→ **What you need to do**: Collect all lines from the listing that include the string "filename".

→ **Information supplied**:
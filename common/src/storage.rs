//! キー・バリュー型の永続ストア
//!
//! 履歴ストアはこのトレイト越しに読み書きする。
//! 実装: メモリ（テスト用）、ファイル（CLI）、localStorage（Web）。

use crate::error::StorageError;
use std::collections::HashMap;
use std::sync::Mutex;

pub trait KeyValueStore {
    /// 値を取得。キーがなければ `Ok(None)`
    fn get(&self, key: &str) -> Result<Option<String>, StorageError>;

    fn set(&self, key: &str, value: &str) -> Result<(), StorageError>;

    /// キーを削除。存在しなくてもエラーにしない
    fn remove(&self, key: &str) -> Result<(), StorageError>;
}

impl<S: KeyValueStore + ?Sized> KeyValueStore for &S {
    fn get(&self, key: &str) -> Result<Option<String>, StorageError> {
        (**self).get(key)
    }

    fn set(&self, key: &str, value: &str) -> Result<(), StorageError> {
        (**self).set(key, value)
    }

    fn remove(&self, key: &str) -> Result<(), StorageError> {
        (**self).remove(key)
    }
}

impl<S: KeyValueStore + ?Sized> KeyValueStore for Box<S> {
    fn get(&self, key: &str) -> Result<Option<String>, StorageError> {
        (**self).get(key)
    }

    fn set(&self, key: &str, value: &str) -> Result<(), StorageError> {
        (**self).set(key, value)
    }

    fn remove(&self, key: &str) -> Result<(), StorageError> {
        (**self).remove(key)
    }
}

/// メモリ上のストア
#[derive(Debug, Default)]
pub struct MemoryStore {
    values: Mutex<HashMap<String, String>>,
}

impl MemoryStore {
    pub fn new() -> Self {
        Self::default()
    }

    fn lock(&self) -> Result<std::sync::MutexGuard<'_, HashMap<String, String>>, StorageError> {
        self.values
            .lock()
            .map_err(|_| StorageError::Read("memory store poisoned".into()))
    }
}

impl KeyValueStore for MemoryStore {
    fn get(&self, key: &str) -> Result<Option<String>, StorageError> {
        Ok(self.lock()?.get(key).cloned())
    }

    fn set(&self, key: &str, value: &str) -> Result<(), StorageError> {
        self.lock()?.insert(key.to_string(), value.to_string());
        Ok(())
    }

    fn remove(&self, key: &str) -> Result<(), StorageError> {
        self.lock()?.remove(key);
        Ok(())
    }
}

#[cfg(test)]
mod tests {
    use super::*;

    #[test]
    fn test_memory_store_roundtrip() {
        let store = MemoryStore::new();
        assert_eq!(store.get("k").unwrap(), None);

        store.set("k", "v").unwrap();
        assert_eq!(store.get("k").unwrap().as_deref(), Some("v"));

        store.remove("k").unwrap();
        assert_eq!(store.get("k").unwrap(), None);

        // 存在しないキーの削除はエラーにならない
        assert!(store.remove("k").is_ok());
    }
}
//! メインアプリケーションコンポーネント

use crate::components::{
    action_buttons::ActionButtons, header::Header, history_list::HistoryList,
    result_panel::ResultPanel, status_bar::StatusBar, upload_area::UploadArea,
};
use crate::loader;
use crate::local_store::LocalStore;
use clean_sea_vision_common::{HistoryStore, ModelStatus, OnnxClassifier, Pipeline, Prediction};
use gloo::timers::future::TimeoutFuture;
use image::DynamicImage;
use leptos::prelude::*;
use leptos::task::spawn_local;

type WebPipeline = Pipeline<OnnxClassifier, LocalStore>;

/// 選択中の画像
#[derive(Clone)]
pub struct SelectedImage {
    pub file_name: String,
    pub preview_url: String,
    pub image: DynamicImage,
}

/// メインアプリケーションコンポーネント
#[component]
pub fn App() -> impl IntoView {
    let pipeline = StoredValue::new_local(WebPipeline::new(HistoryStore::new(LocalStore)));

    let (status, set_status) = signal(ModelStatus::Loading);
    let (selected, set_selected) = signal(None::<SelectedImage>);
    let (prediction, set_prediction) = signal(None::<Prediction>);
    let (message, set_message) = signal(None::<String>);
    let (is_predicting, set_is_predicting) = signal(false);
    let (history, set_history) = signal(pipeline.with_value(|p| p.history().load()));

    // 起動時に一度だけモデルを読み込む
    spawn_local(async move {
        let loaded = loader::load().await;
        if let Err(e) = &loaded {
            gloo::console::error!(e.to_string());
        }
        pipeline.update_value(|p| {
            p.apply_load(loaded);
        });
        set_status.set(pipeline.with_value(|p| p.status().clone()));
    });

    let is_ready = Signal::derive(move || status.with(|s| s.is_ready()));
    let can_predict = Signal::derive(move || is_ready.get() && selected.with(|s| s.is_some()));
    let has_history = Signal::derive(move || history.with(|h| !h.is_empty()));

    // 画像選択ハンドラ
    let on_image = move |result: Result<SelectedImage, String>| match result {
        Ok(image) => {
            gloo::console::log!(format!("selected {}", image.file_name));
            if let Some(old) = selected.get_untracked() {
                let _ = web_sys::Url::revoke_object_url(&old.preview_url);
            }
            set_selected.set(Some(image));
            set_prediction.set(None);
            set_message.set(None);
        }
        Err(e) => {
            gloo::console::error!(e.clone());
            set_message.set(Some(e));
        }
    };

    // 推論ハンドラ
    let on_predict = move |_| {
        if is_predicting.get_untracked() {
            return;
        }
        set_is_predicting.set(true);
        set_message.set(None);

        spawn_local(async move {
            // ボタン表示を先に更新させる
            TimeoutFuture::new(0).await;

            let outcome = selected.with_untracked(|s| {
                pipeline.with_value(|p| p.predict(s.as_ref().map(|s| &s.image)))
            });

            match outcome {
                Ok(result) => {
                    if let Some(e) = &result.history_error {
                        gloo::console::warn!(e.to_string());
                        set_message.set(Some(format!("History was not saved: {}", e)));
                    }
                    set_history.set(pipeline.with_value(|p| p.history().load()));
                    set_prediction.set(Some(result));
                }
                Err(e) => {
                    gloo::console::error!(e.to_string());
                    set_message.set(Some(e.to_string()));
                }
            }

            set_is_predicting.set(false);
        });
    };

    // 画像と結果をクリア
    let on_clear = move |_| {
        if let Some(old) = selected.get_untracked() {
            let _ = web_sys::Url::revoke_object_url(&old.preview_url);
        }
        set_selected.set(None);
        set_prediction.set(None);
        set_message.set(None);
    };

    // 履歴を削除
    let on_clear_history = move |_| {
        if !confirm("Clear prediction history?") {
            return;
        }
        if let Err(e) = pipeline.with_value(|p| p.history().clear()) {
            gloo::console::warn!(e.to_string());
            set_message.set(Some(e.to_string()));
        }
        // 削除に失敗した場合は残っている履歴をそのまま表示する
        set_history.set(pipeline.with_value(|p| p.history().load()));
    };

    view! {
        <div class="container">
            <Header />

            <StatusBar status=status />

            <UploadArea enabled=is_ready on_image=on_image />

            <Show when=move || selected.with(|s| s.is_some())>
                <img
                    class="preview"
                    src=move || selected.with(|s| s.as_ref().map(|s| s.preview_url.clone()).unwrap_or_default())
                    alt=move || selected.with(|s| s.as_ref().map(|s| s.file_name.clone()).unwrap_or_default())
                />
            </Show>

            <ActionButtons
                can_predict=can_predict
                is_predicting=is_predicting
                has_history=has_history
                on_predict=on_predict
                on_clear=on_clear
                on_clear_history=on_clear_history
            />

            <Show when=move || message.with(|m| m.is_some())>
                <p class="message">{move || message.get().unwrap_or_default()}</p>
            </Show>

            <ResultPanel prediction=prediction />

            <HistoryList history=history />
        </div>
    }
}

/// 確認ダイアログ。ウィンドウが取れなければ実行しない
fn confirm(message: &str) -> bool {
    web_sys::window()
        .and_then(|window| window.confirm_with_message(message).ok())
        .unwrap_or(false)
}
//! 信頼度ゲージ
//!
//! 段階（high / medium / low）で色を変える。

use clean_sea_vision_common::{gauge_percent, ConfidenceLevel};
use leptos::prelude::*;

#[component]
pub fn ConfidenceGauge(score: f32) -> impl IntoView {
    let level = ConfidenceLevel::from_score(score);

    view! {
        <div class="gauge">
            <div
                class=format!("gauge-fill {}", level.as_str())
                style=format!("width: {:.0}%", gauge_percent(score))
            />
        </div>
    }
}
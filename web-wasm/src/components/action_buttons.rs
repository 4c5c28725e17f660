//! 推論・クリア・履歴削除ボタン

use leptos::prelude::*;

#[component]
pub fn ActionButtons<FP, FC, FH>(
    can_predict: Signal<bool>,
    is_predicting: ReadSignal<bool>,
    has_history: Signal<bool>,
    on_predict: FP,
    on_clear: FC,
    on_clear_history: FH,
) -> impl IntoView
where
    FP: Fn(()) + 'static + Clone,
    FC: Fn(()) + 'static + Clone,
    FH: Fn(()) + 'static + Clone,
{
    view! {
        <div class="action-buttons">
            <button
                class="btn btn-primary"
                disabled=move || !can_predict.get() || is_predicting.get()
                on:click={
                    let on_predict = on_predict.clone();
                    move |_| on_predict(())
                }
            >
                {move || if is_predicting.get() { "Predicting..." } else { "Predict" }}
            </button>

            <button
                class="btn btn-secondary"
                disabled=move || is_predicting.get()
                on:click={
                    let on_clear = on_clear.clone();
                    move |_| on_clear(())
                }
            >
                "Clear"
            </button>

            <button
                class="btn btn-tertiary"
                disabled=move || !has_history.get()
                on:click={
                    let on_clear_history = on_clear_history.clone();
                    move |_| on_clear_history(())
                }
            >
                "Clear History"
            </button>
        </div>
    }
}
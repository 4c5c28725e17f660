//! エコTipテーブル
//!
//! ラベル（小文字化）→ アドバイス文。未登録ラベルはデフォルトTip。

/// 未登録ラベル用
pub const DEFAULT_TIP: &str = "🌍 Be kind to our oceans!";

const BUILTIN_TIPS: &[(&str, &str)] = &[
    ("marine debris", "⚠ Tip: Organize beach clean-ups and reduce plastic use."),
    ("clean water", "💧 Tip: Keep it clean! Avoid dumping or littering near water sources."),
    ("oil spill", "🛢 Tip: Report oil spills immediately and support cleanup initiatives."),
];

static BUILTIN: EcoTipTable = EcoTipTable {
    entries: BUILTIN_TIPS,
    default_tip: DEFAULT_TIP,
};

/// 読み取り専用のTipテーブル
#[derive(Debug, Clone, Copy)]
pub struct EcoTipTable {
    entries: &'static [(&'static str, &'static str)],
    default_tip: &'static str,
}

impl EcoTipTable {
    /// 組み込みテーブル（プロセス全体で共有）
    pub fn builtin() -> &'static EcoTipTable {
        &BUILTIN
    }

    /// ラベルに対応するTip。大文字小文字は区別しない
    pub fn tip_for(&self, label: &str) -> &'static str {
        let key = label.trim().to_lowercase();
        self.entries
            .iter()
            .find(|(name, _)| *name == key)
            .map(|(_, tip)| *tip)
            .unwrap_or(self.default_tip)
    }

    pub fn default_tip(&self) -> &'static str {
        self.default_tip
    }
}

/// 組み込みテーブルで引く
pub fn eco_tip(label: &str) -> &'static str {
    EcoTipTable::builtin().tip_for(label)
}
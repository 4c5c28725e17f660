//! 推論パイプライン
//!
//! 前処理 → 推論 → 最大スコア選択 → ラベル/Tip対応付け → 履歴追加。
//! 同時に2つの推論は走らせない（実行中フラグで弾く）。

use crate::classifier::Classifier;
use crate::eco_tip::EcoTipTable;
use crate::error::{LoadError, PredictError, StorageError};
use crate::history::HistoryStore;
use crate::labels::LabelSet;
use crate::preprocess::prepare_input;
use crate::selection::select_best;
use crate::state::{AppState, ModelStatus};
use crate::storage::KeyValueStore;
use crate::thumbnail::{make_thumbnail, THUMBNAIL_SIZE};
use crate::types::PredictionResult;
use image::DynamicImage;
use std::sync::atomic::{AtomicBool, Ordering};

/// 1回の推論の出力
#[derive(Debug, Clone)]
pub struct Prediction {
    pub result: PredictionResult,
    pub tip: &'static str,
    /// 履歴保存に失敗した場合のみ。推論自体は成功扱い
    pub history_error: Option<StorageError>,
}

pub struct Pipeline<C, S> {
    state: AppState<C>,
    history: HistoryStore<S>,
    tips: &'static EcoTipTable,
    in_flight: AtomicBool,
}

impl<C: Classifier, S: KeyValueStore> Pipeline<C, S> {
    pub fn new(history: HistoryStore<S>) -> Self {
        Self {
            state: AppState::new(),
            history,
            tips: EcoTipTable::builtin(),
            in_flight: AtomicBool::new(false),
        }
    }

    pub fn status(&self) -> &ModelStatus {
        self.state.status()
    }

    pub fn state(&self) -> &AppState<C> {
        &self.state
    }

    pub fn history(&self) -> &HistoryStore<S> {
        &self.history
    }

    /// ローダーの結果を反映
    pub fn apply_load(&mut self, result: Result<(C, LabelSet), LoadError>) -> &ModelStatus {
        self.state.apply_load(result)
    }

    /// 画像を分類して履歴に追加
    pub fn predict(&self, image: Option<&DynamicImage>) -> Result<Prediction, PredictError> {
        let loaded = self.state.loaded().ok_or(PredictError::NotReady)?;
        let image = image.ok_or(PredictError::NoImage)?;
        let _guard = InFlight::acquire(&self.in_flight)?;

        let input = prepare_input(image, &loaded.classifier.input_spec());
        let scores = loaded.classifier.forward(input)?;

        if scores.len() != loaded.labels.len() {
            tracing::warn!(
                outputs = scores.len(),
                labels = loaded.labels.len(),
                "label count does not match model output"
            );
        }

        let (index, score) = select_best(&scores)
            .ok_or_else(|| PredictError::Inference("model produced no usable scores".into()))?;
        drop(scores);

        let label = loaded.labels.label_for(index);
        tracing::debug!(index, score, label = %label, "prediction");

        let thumbnail = make_thumbnail(image, THUMBNAIL_SIZE).unwrap_or_else(|e| {
            tracing::warn!(error = %e, "thumbnail encode failed");
            String::new()
        });

        let result = PredictionResult::now(label, score, thumbnail);
        let tip = self.tips.tip_for(result.label());

        let history_error = match self.history.append(result.clone()) {
            Ok(_) => None,
            Err(e) => {
                tracing::warn!(error = %e, "failed to save prediction history");
                Some(e)
            }
        };

        Ok(Prediction {
            result,
            tip,
            history_error,
        })
    }
}

/// 実行中フラグ。dropで必ず解除される
struct InFlight<'a> {
    flag: &'a AtomicBool,
}

impl<'a> InFlight<'a> {
    fn acquire(flag: &'a AtomicBool) -> Result<Self, PredictError> {
        flag.compare_exchange(false, true, Ordering::AcqRel, Ordering::Acquire)
            .map_err(|_| PredictError::Busy)?;
        Ok(Self { flag })
    }
}

impl Drop for InFlight<'_> {
    fn drop(&mut self) {
        self.flag.store(false, Ordering::Release);
    }
}

#[cfg(test)]
mod tests {
    use super::*;
    use crate::history::HISTORY_CAPACITY;
    use crate::preprocess::{InputSpec, InputTensor, TensorLayout};
    use crate::storage::MemoryStore;
    use crate::eco_tip::DEFAULT_TIP;
    use image::{ImageBuffer, Rgb};
    use std::cell::RefCell;

    /// 固定スコアを返すモデル
    struct FixedScores {
        scores: Vec<f32>,
        seen_shapes: RefCell<Vec<[usize; 4]>>,
    }

    impl FixedScores {
        fn new(scores: Vec<f32>) -> Self {
            Self {
                scores,
                seen_shapes: RefCell::new(Vec::new()),
            }
        }
    }

    impl Classifier for FixedScores {
        fn input_spec(&self) -> InputSpec {
            InputSpec::square(16, TensorLayout::Nhwc)
        }

        fn forward(&self, input: InputTensor) -> Result<Vec<f32>, PredictError> {
            self.seen_shapes.borrow_mut().push(input.shape);
            Ok(self.scores.clone())
        }
    }

    /// 常に失敗するモデル
    struct Broken;

    impl Classifier for Broken {
        fn input_spec(&self) -> InputSpec {
            InputSpec::default()
        }

        fn forward(&self, _input: InputTensor) -> Result<Vec<f32>, PredictError> {
            Err(PredictError::Inference("backend crashed".into()))
        }
    }

    fn labels() -> LabelSet {
        LabelSet::parse("0 Marine_Debris\n1 Clean_Water\n2 Oil_Spill")
    }

    fn image() -> DynamicImage {
        DynamicImage::ImageRgb8(ImageBuffer::from_pixel(32, 24, Rgb([0u8, 80, 160])))
    }

    fn ready(scores: Vec<f32>) -> Pipeline<FixedScores, MemoryStore> {
        let mut pipeline = Pipeline::new(HistoryStore::new(MemoryStore::new()));
        pipeline.apply_load(Ok((FixedScores::new(scores), labels())));
        pipeline
    }

    #[test]
    fn test_predict_not_ready() {
        let pipeline: Pipeline<FixedScores, MemoryStore> =
            Pipeline::new(HistoryStore::new(MemoryStore::new()));

        let err = pipeline.predict(Some(&image())).unwrap_err();
        assert_eq!(err, PredictError::NotReady);
        assert!(pipeline.history().load().is_empty());
    }

    #[test]
    fn test_predict_after_failed_load_is_not_ready() {
        let mut pipeline: Pipeline<FixedScores, MemoryStore> =
            Pipeline::new(HistoryStore::new(MemoryStore::new()));
        pipeline.apply_load(Err(LoadError::Labels("unreachable".into())));

        assert_eq!(pipeline.predict(Some(&image())).unwrap_err(), PredictError::NotReady);
        assert!(pipeline.history().is_empty());
    }

    #[test]
    fn test_predict_no_image() {
        let pipeline = ready(vec![0.1, 0.8, 0.1]);
        assert_eq!(pipeline.predict(None).unwrap_err(), PredictError::NoImage);
        assert!(pipeline.history().is_empty());
    }

    #[test]
    fn test_predict_picks_best_label_and_tip() {
        let pipeline = ready(vec![0.05, 0.15, 0.8]);
        let prediction = pipeline.predict(Some(&image())).unwrap();

        assert_eq!(prediction.result.label(), "Oil Spill");
        assert!((prediction.result.confidence_score() - 0.8).abs() < 1e-6);
        assert!(prediction.tip.contains("Report oil spills"));
        assert!(prediction.result.thumbnail().starts_with("data:image/jpeg;base64,"));
        assert!(prediction.history_error.is_none());

        let history = pipeline.history().load();
        assert_eq!(history.len(), 1);
        assert_eq!(history[0], prediction.result);
    }

    #[test]
    fn test_predict_uses_model_input_spec() {
        let pipeline = ready(vec![1.0, 0.0, 0.0]);
        pipeline.predict(Some(&image())).unwrap();

        let loaded = pipeline.state().loaded().unwrap();
        assert_eq!(*loaded.classifier.seen_shapes.borrow(), vec![[1, 16, 16, 3]]);
    }

    #[test]
    fn test_predict_tie_takes_first() {
        let pipeline = ready(vec![0.2, 0.9, 0.9]);
        let prediction = pipeline.predict(Some(&image())).unwrap();
        assert_eq!(prediction.result.label(), "Clean Water");
    }

    #[test]
    fn test_predict_out_of_range_label() {
        let pipeline = ready(vec![0.1, 0.1, 0.1, 0.7]);
        let prediction = pipeline.predict(Some(&image())).unwrap();
        assert_eq!(prediction.result.label(), "Label 3");
        assert_eq!(prediction.tip, DEFAULT_TIP);
    }

    #[test]
    fn test_predict_empty_output() {
        let pipeline = ready(vec![]);
        let err = pipeline.predict(Some(&image())).unwrap_err();
        assert!(matches!(err, PredictError::Inference(_)));
        assert!(pipeline.history().is_empty());
    }

    #[test]
    fn test_inference_error_releases_guard() {
        let mut pipeline = Pipeline::new(HistoryStore::new(MemoryStore::new()));
        pipeline.apply_load(Ok((Broken, labels())));

        for _ in 0..2 {
            let err = pipeline.predict(Some(&image())).unwrap_err();
            assert_eq!(err, PredictError::Inference("backend crashed".into()));
        }
        assert!(pipeline.history().is_empty());
    }

    #[test]
    fn test_history_is_capped() {
        let pipeline = ready(vec![0.9, 0.1, 0.0]);
        for _ in 0..HISTORY_CAPACITY + 3 {
            pipeline.predict(Some(&image())).unwrap();
        }
        assert_eq!(pipeline.history().len(), HISTORY_CAPACITY);
    }

    #[test]
    fn test_in_flight_guard() {
        let flag = AtomicBool::new(false);
        let first = InFlight::acquire(&flag).unwrap();
        assert!(matches!(InFlight::acquire(&flag), Err(PredictError::Busy)));

        drop(first);
        assert!(InFlight::acquire(&flag).is_ok());
    }
}
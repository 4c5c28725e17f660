//! エラー型定義
//!
//! ロード・推論・履歴保存の3系統に分ける。

use thiserror::Error;

/// モデル/ラベルのロードエラー（再ロードするまで推論不可）
#[derive(Error, Debug, Clone, PartialEq)]
pub enum LoadError {
    #[error("Model load error: {0}")]
    Model(String),

    #[error("Label load error: {0}")]
    Labels(String),
}

/// 推論エラー（いずれもユーザー操作でリトライ可能）
#[derive(Error, Debug, Clone, PartialEq)]
pub enum PredictError {
    #[error("Model is not ready yet. Please wait for it to load.")]
    NotReady,

    #[error("Please upload an image first!")]
    NoImage,

    #[error("A prediction is already running")]
    Busy,

    #[error("Image error: {0}")]
    Image(String),

    #[error("Inference error: {0}")]
    Inference(String),
}

/// 履歴ストレージエラー（致命的ではない）
#[derive(Error, Debug, Clone, PartialEq)]
pub enum StorageError {
    #[error("Storage read error: {0}")]
    Read(String),

    #[error("Storage write error: {0}")]
    Write(String),

    #[error("History serialize error: {0}")]
    Serialize(String),
}

impl From<serde_json::Error> for StorageError {
    fn from(e: serde_json::Error) -> Self {
        StorageError::Serialize(e.to_string())
    }
}

#[cfg(test)]
mod tests {
    use super::*;

    #[test]
    fn test_error_display_load() {
        let error = LoadError::Model("404 Not Found".to_string());
        assert_eq!(format!("{}", error), "Model load error: 404 Not Found");

        let error = LoadError::Labels("labels.txt".to_string());
        assert!(format!("{}", error).contains("labels.txt"));
    }

    #[test]
    fn test_error_display_predict() {
        assert!(format!("{}", PredictError::NoImage).contains("upload an image"));
        assert!(format!("{}", PredictError::NotReady).contains("not ready"));
    }

    #[test]
    fn test_storage_error_from_json() {
        let json_error = serde_json::from_str::<serde_json::Value>("{").unwrap_err();
        let error: StorageError = json_error.into();
        assert!(matches!(error, StorageError::Serialize(_)));
    }
}
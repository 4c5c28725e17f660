//! 推論履歴ストア
//!
//! 新しい順・最大20件。1つのキーにJSON配列として丸ごと保存する。
//! 履歴は参考情報なので、読み込み失敗や破損データは空として扱う。

use crate::error::StorageError;
use crate::storage::KeyValueStore;
use crate::types::PredictionResult;

/// 保存キー
pub const HISTORY_KEY: &str = "cleanSeaVision.history";

/// 最大保持件数
pub const HISTORY_CAPACITY: usize = 20;

pub struct HistoryStore<S> {
    store: S,
    key: String,
    capacity: usize,
}

impl<S: KeyValueStore> HistoryStore<S> {
    pub fn new(store: S) -> Self {
        Self {
            store,
            key: HISTORY_KEY.to_string(),
            capacity: HISTORY_CAPACITY,
        }
    }

    pub fn key(&self) -> &str {
        &self.key
    }

    pub fn capacity(&self) -> usize {
        self.capacity
    }

    /// 履歴を読み込み（新しい順）
    pub fn load(&self) -> Vec<PredictionResult> {
        let raw = match self.store.get(&self.key) {
            Ok(Some(raw)) => raw,
            Ok(None) => return Vec::new(),
            Err(e) => {
                tracing::warn!(error = %e, "history read failed, treating as empty");
                return Vec::new();
            }
        };

        let values = match serde_json::from_str::<Vec<serde_json::Value>>(&raw) {
            Ok(values) => values,
            Err(e) => {
                tracing::warn!(error = %e, "history is corrupted, treating as empty");
                return Vec::new();
            }
        };

        // 読めないエントリだけ捨てて残りは生かす
        let total = values.len();
        let entries: Vec<PredictionResult> = values
            .into_iter()
            .filter_map(|value| serde_json::from_value(value).ok())
            .collect();
        if entries.len() < total {
            tracing::warn!(skipped = total - entries.len(), "dropped unreadable history entries");
        }
        entries
    }

    /// 先頭に追加して上限で切り詰め、丸ごと書き戻す
    ///
    /// 書き込み後の履歴を返す。
    pub fn append(&self, result: PredictionResult) -> Result<Vec<PredictionResult>, StorageError> {
        let mut entries = self.load();
        entries.insert(0, result);
        entries.truncate(self.capacity);

        let json = serde_json::to_string(&entries)?;
        self.store.set(&self.key, &json)?;
        Ok(entries)
    }

    /// 履歴を削除
    pub fn clear(&self) -> Result<(), StorageError> {
        self.store.remove(&self.key)
    }

    pub fn len(&self) -> usize {
        self.load().len()
    }

    pub fn is_empty(&self) -> bool {
        self.load().is_empty()
    }
}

→ **Reply to the task**:
filename common/src/storage.rs
filename web-wasm/src/components/action_buttons.rs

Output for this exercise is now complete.